Symbols are used to represent the different types of components that are linked together in a
circuit.

In a SERIES
CIRCUIT
the flow of electrons follows only one path. This is achieved by
connecting the loads in a chain, one after another in one continuous loop. For example, when you
plug in a toaster and an electric kettle into the same outlet, the toaster and kettle are two loads
on the same circuit. The toaster and kettle are two loads in series. If the fuse for that outlet
blows, neither device will work.

In a PARALLEL
CIRCUIT
electrons can flow more than one way. The loads are on at least
two different branches of wires that connect to an energy source. When the electrons reach a
branch, they separate. Some electrons will follow one branch, while the others will follow the
other branch. These separate paths then merge before returning to the energy source. For
example, newer Christmas lights – if one bulb blows, all the other lightbulbs still are on.
Practice Drawings…
a) Draw a circuit diagram showing an two-cell battery, a open switch, and three lamps connected in
series.
b) Draw a circuit diagram showing a three-cell battery, and three lamps connected in parallel. Show a
closed switch to each lamp.

ELECTRIC CURRENT (I)
is a measure of the rate of electron flow past a given point in a
circuit. It is measured in amperes (A).

An AMMETER is a device used to measure electric current. It must be connected in series
with a load to measure the current flow through the load. This ensures that all the electrons
that flow through the lamp will also flow through the ammeter.

One amperes (A) indicates 6.2 x 1018 electrons are flowing through a circuit per second!

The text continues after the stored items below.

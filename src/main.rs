use std::path::PathBuf;

use anyhow::Result;
use clap::Parser;

use bindelta::differ::BinaryDiffer;
use bindelta::ui::DiffUI;

/// Structural diff of two x86-64 binaries.
///
/// The binary stays thin: parse arguments, run the differ, render. All the
/// actual work lives in the library so it stays testable.
#[derive(Parser, Debug)]
#[command(
    name = "bindelta",
    version,
    about = "Structural diffing for x86-64 PE and ELF binaries"
)]
struct Cli {
    /// Baseline image.
    primary: PathBuf,

    /// Image to compare against the baseline.
    secondary: PathBuf,

    /// Emit the raw diff result as JSON instead of a report.
    #[arg(long, default_value_t = false)]
    json: bool,

    /// Render the report with ANSI colors.
    #[arg(long, default_value_t = false)]
    color: bool,
}

fn main() -> Result<()> {
    env_logger::init();
    let cli = Cli::parse();

    let result = BinaryDiffer::new(&cli.primary, &cli.secondary)?.compare()?;

    if cli.json {
        println!("{}", serde_json::to_string_pretty(&result)?);
    } else if cli.color {
        print!("{}", DiffUI::render_colored_report(&result));
    } else {
        print!("{}", DiffUI::render_report(&result));
    }

    Ok(())
}
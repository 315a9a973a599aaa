//! Structural diffing of x86-64 binaries.
//!
//! Given two PE or ELF images, `bindelta` recovers function boundaries and
//! control flow from their `.text` sections, pairs functions across the two
//! images by a coarse fingerprint, scores candidate pairs block-by-block,
//! and reports matched, removed, and added functions.
//!
//! The pipeline runs loader -> analyzer -> matcher; see [`differ::BinaryDiffer`]
//! for the orchestration and [`DiffResult`] for the output shape.

use std::hash::{Hash, Hasher};

use serde::{Deserialize, Serialize};

pub mod algorithms;
pub mod analyzer;
pub mod decoder;
pub mod differ;
pub mod loader;
pub mod matching;
pub mod similarity;
pub mod ui;

/// A basic block recovered from the `.text` section.
///
/// Blocks reference their successors by start address rather than by owning
/// pointers, so a function's blocks live in one flat `Vec` in discovery
/// order. `end_address` is exclusive: the first byte past the last decoded
/// instruction.
#[derive(Debug, Clone, PartialEq, Eq, Serialize, Deserialize)]
pub struct BasicBlockInfo {
    pub start_address: u64,
    pub end_address: u64,
    /// Formatted instruction text, in program order.
    pub instructions: Vec<String>,
    /// Start addresses of successor blocks.
    pub successors: Vec<u64>,
}

impl BasicBlockInfo {
    pub fn instruction_count(&self) -> usize {
        self.instructions.len()
    }
}

/// Coarse function signature used to prune the pairwise comparison space.
///
/// Two functions are only ever scored against each other when their
/// fingerprints are equal; collisions inside a bucket are resolved by the
/// full block-level similarity pass.
#[derive(Debug, Clone, Copy, PartialEq, Eq, Serialize, Deserialize)]
pub struct Fingerprint {
    pub block_count: usize,
    pub instruction_count: usize,
}

impl Hash for Fingerprint {
    fn hash<H: Hasher>(&self, state: &mut H) {
        // Golden-ratio combiner, keeps (a, b) and (b, a) in distinct buckets.
        let h1 = self.block_count as u64;
        let h2 = self.instruction_count as u64;
        let mixed = h1
            ^ h2.wrapping_add(0x9e37_79b9)
                .wrapping_add(h1 << 6)
                .wrapping_add(h1 >> 2);
        state.write_u64(mixed);
    }
}

/// A function recovered from one image.
#[derive(Debug, Clone, PartialEq, Serialize, Deserialize)]
pub struct FunctionInfo {
    pub start_address: u64,
    /// Maximum `end_address` over all blocks (exclusive).
    pub end_address: u64,
    /// Blocks in discovery order. The matcher aligns blocks positionally,
    /// so this order is part of the contract.
    pub basic_blocks: Vec<BasicBlockInfo>,
    pub fingerprint: Fingerprint,
    /// Set by the matcher; 0.0 until the function is part of an accepted pair.
    pub similarity_score: f64,
    /// Per-block diff detail, set by the matcher; empty until matched.
    pub diff_details: Vec<String>,
}

impl FunctionInfo {
    pub fn instruction_count(&self) -> usize {
        self.basic_blocks.iter().map(|b| b.instruction_count()).sum()
    }
}

/// An accepted one-to-one pairing between a primary and a secondary function.
///
/// The primary copy carries the similarity score and diff details.
#[derive(Debug, Clone, PartialEq, Serialize, Deserialize)]
pub struct FunctionMatch {
    pub primary: FunctionInfo,
    pub secondary: FunctionInfo,
}

impl FunctionMatch {
    pub fn similarity(&self) -> f64 {
        self.primary.similarity_score
    }

    /// A match is "unchanged" when the pair scored 1.0; anything lower is a
    /// modified function.
    pub fn is_unchanged(&self) -> bool {
        self.primary.similarity_score >= 1.0
    }
}

/// Three-way partition of the two function populations.
///
/// Every recovered function appears in exactly one place: as one side of a
/// matched pair, or in the unmatched list for its image.
#[derive(Debug, Clone, Default, PartialEq, Serialize, Deserialize)]
pub struct DiffResult {
    pub matched: Vec<FunctionMatch>,
    /// Functions present only in the primary image ("removed").
    pub unmatched_primary: Vec<FunctionInfo>,
    /// Functions present only in the secondary image ("added").
    pub unmatched_secondary: Vec<FunctionInfo>,
}

impl DiffResult {
    /// Mean similarity over matched pairs, 0.0 when nothing matched.
    pub fn overall_similarity(&self) -> f64 {
        if self.matched.is_empty() {
            return 0.0;
        }
        let sum: f64 = self.matched.iter().map(|m| m.similarity()).sum();
        sum / self.matched.len() as f64
    }

    pub fn unchanged_count(&self) -> usize {
        self.matched.iter().filter(|m| m.is_unchanged()).count()
    }

    pub fn modified_count(&self) -> usize {
        self.matched.len() - self.unchanged_count()
    }
}
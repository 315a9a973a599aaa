//! Shared fixtures: synthetic ELF images around hand-assembled x86-64 code.

use std::io::Write;

use tempfile::NamedTempFile;

pub const TEXT_VADDR: u64 = 0x401000;

fn u16le(buf: &mut Vec<u8>, v: u16) {
    buf.extend_from_slice(&v.to_le_bytes());
}
fn u32le(buf: &mut Vec<u8>, v: u32) {
    buf.extend_from_slice(&v.to_le_bytes());
}
fn u64le(buf: &mut Vec<u8>, v: u64) {
    buf.extend_from_slice(&v.to_le_bytes());
}

/// Minimal ELF64 executable: one `.text` section plus `.shstrtab`.
pub fn build_elf(text: &[u8], text_vaddr: u64) -> Vec<u8> {
    let shstrtab = b"\0.text\0.shstrtab\0";
    let text_off = 64u64;
    let shstrtab_off = text_off + text.len() as u64;
    let mut shoff = shstrtab_off + shstrtab.len() as u64;
    shoff += (8 - shoff % 8) % 8;

    let mut buf = Vec::new();
    buf.extend_from_slice(&[0x7f, b'E', b'L', b'F', 2, 1, 1, 0]);
    buf.extend_from_slice(&[0; 8]);
    u16le(&mut buf, 2); // ET_EXEC
    u16le(&mut buf, 0x3e); // EM_X86_64
    u32le(&mut buf, 1);
    u64le(&mut buf, text_vaddr); // e_entry
    u64le(&mut buf, 0); // e_phoff
    u64le(&mut buf, shoff);
    u32le(&mut buf, 0); // e_flags
    u16le(&mut buf, 64); // e_ehsize
    u16le(&mut buf, 0x38); // e_phentsize
    u16le(&mut buf, 0); // e_phnum
    u16le(&mut buf, 64); // e_shentsize
    u16le(&mut buf, 3); // e_shnum
    u16le(&mut buf, 2); // e_shstrndx
    assert_eq!(buf.len(), 64);

    buf.extend_from_slice(text);
    buf.extend_from_slice(shstrtab);
    while (buf.len() as u64) < shoff {
        buf.push(0);
    }

    // Null section header.
    buf.extend_from_slice(&[0; 64]);

    // .text
    u32le(&mut buf, 1); // sh_name
    u32le(&mut buf, 1); // SHT_PROGBITS
    u64le(&mut buf, 6); // SHF_ALLOC | SHF_EXECINSTR
    u64le(&mut buf, text_vaddr);
    u64le(&mut buf, text_off);
    u64le(&mut buf, text.len() as u64);
    u32le(&mut buf, 0);
    u32le(&mut buf, 0);
    u64le(&mut buf, 16);
    u64le(&mut buf, 0);

    // .shstrtab
    u32le(&mut buf, 7);
    u32le(&mut buf, 3); // SHT_STRTAB
    u64le(&mut buf, 0);
    u64le(&mut buf, 0);
    u64le(&mut buf, shstrtab_off);
    u64le(&mut buf, shstrtab.len() as u64);
    u32le(&mut buf, 0);
    u32le(&mut buf, 0);
    u64le(&mut buf, 1);
    u64le(&mut buf, 0);

    buf
}

pub fn write_elf(text: &[u8]) -> NamedTempFile {
    write_temp(&build_elf(text, TEXT_VADDR))
}

pub fn write_temp(bytes: &[u8]) -> NamedTempFile {
    let mut file = NamedTempFile::new().unwrap();
    file.write_all(bytes).unwrap();
    file.flush().unwrap();
    file
}

/// Two functions, both discoverable:
///
/// - `0x401000`: frame-pointer prologue, calls `0x401020`, two blocks;
/// - `0x401020`: `sub rsp` prologue with a conditional diamond, three blocks.
///
/// `mov eax, 0x2a` has its immediate at offset [`PATCH_OFFSET`].
#[rustfmt::skip]
pub fn two_function_text() -> Vec<u8> {
    let mut text = vec![
        // 0x401000
        0x55,                         // push rbp
        0x48, 0x89, 0xe5,             // mov rbp, rsp
        0xe8, 0x17, 0x00, 0x00, 0x00, // call 0x401020
        0x5d,                         // pop rbp
        0xc3,                         // ret
    ];
    text.resize(0x20, 0x90);
    text.extend_from_slice(&[
        // 0x401020
        0x48, 0x83, 0xec, 0x20,       // sub rsp, 0x20
        0x85, 0xff,                   // test edi, edi
        0x75, 0x07,                   // jne 0x40102f
        0x31, 0xc0,                   // xor eax, eax
        0x48, 0x83, 0xc4, 0x20,       // add rsp, 0x20
        0xc3,                         // ret
        // 0x40102f
        0xb8, 0x2a, 0x00, 0x00, 0x00, // mov eax, 0x2a
        0x48, 0x83, 0xc4, 0x20,       // add rsp, 0x20
        0xc3,                         // ret
    ]);
    text.resize(0x50, 0x90);
    text
}

/// Offset of the `0x2a` immediate inside [`two_function_text`].
pub const PATCH_OFFSET: usize = 0x30;

/// A small leaf function that neither strategy finds through calls: a
/// push-run prologue followed by straight-line code.
#[rustfmt::skip]
pub fn leaf_function_code() -> Vec<u8> {
    vec![
        0x53,       // push rbx
        0x41, 0x54, // push r12
        0x31, 0xc0, // xor eax, eax
        0x41, 0x5c, // pop r12
        0x5b,       // pop rbx
        0xc3,       // ret
    ]
}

The Human Body and Electrical Shock

The human body uses electrical signals sent through the nervous system. However, even a small
electrical shock through the body can be dangerous.

An electric current of about 0.001A passing through the body can give you a tingling sensation.

A current of 0.050 to 0.150 A can cause muscles to contract or convulse out of control. This is
sometimes called the “let go” threshold because beyond this value, you can no longer let go of the
object that is shocking you.

A current of 1.0 to 4.3 A passing through your chest will stop your heart.

A wall outlet that powers a computer can deliver 15 A.
Potential Difference

POTENTIAL DIFFERENCE
(also known as Voltage, V) is the difference in electric
potential energy per unit of charge measures at two points. The unit for voltage if the volt (V).

There is potential difference between the two terminals of an electric cell. Electrons leave the
negative terminal with electric potential energy that can be used to operate a motor. As a result,
the electrons return to the positive terminal of the cell with less electric potential energy than
they started with, because some of their energy was used to run the motor. Once inside the cell,
chemical reactions “re-energize” the electrons and send them out of the negative terminal again.

When an electrician troubleshoots a circuit, the voltage as well as the current at different parts
of the circuit must be measured. A VOLTMETER is the device designed to measure potential
difference. Unlike an ammeter, a voltmeter must be connected in parallel with a load or an energy
source. The reason for this is that voltage is relative to two points. There is always a drop in
voltage across a load or energy source. For example, to measure the voltage across a lamp,
connect the voltmeter in parallel to the lamp. Since the lamp is the only load in the circuit, the
voltage displayed on the voltmeter will be the same as the voltage across the two terminals of the
battery.
Resistance in Circuits

You might have noticed that when you are recharging your cellphone, that the adaptor gets warm.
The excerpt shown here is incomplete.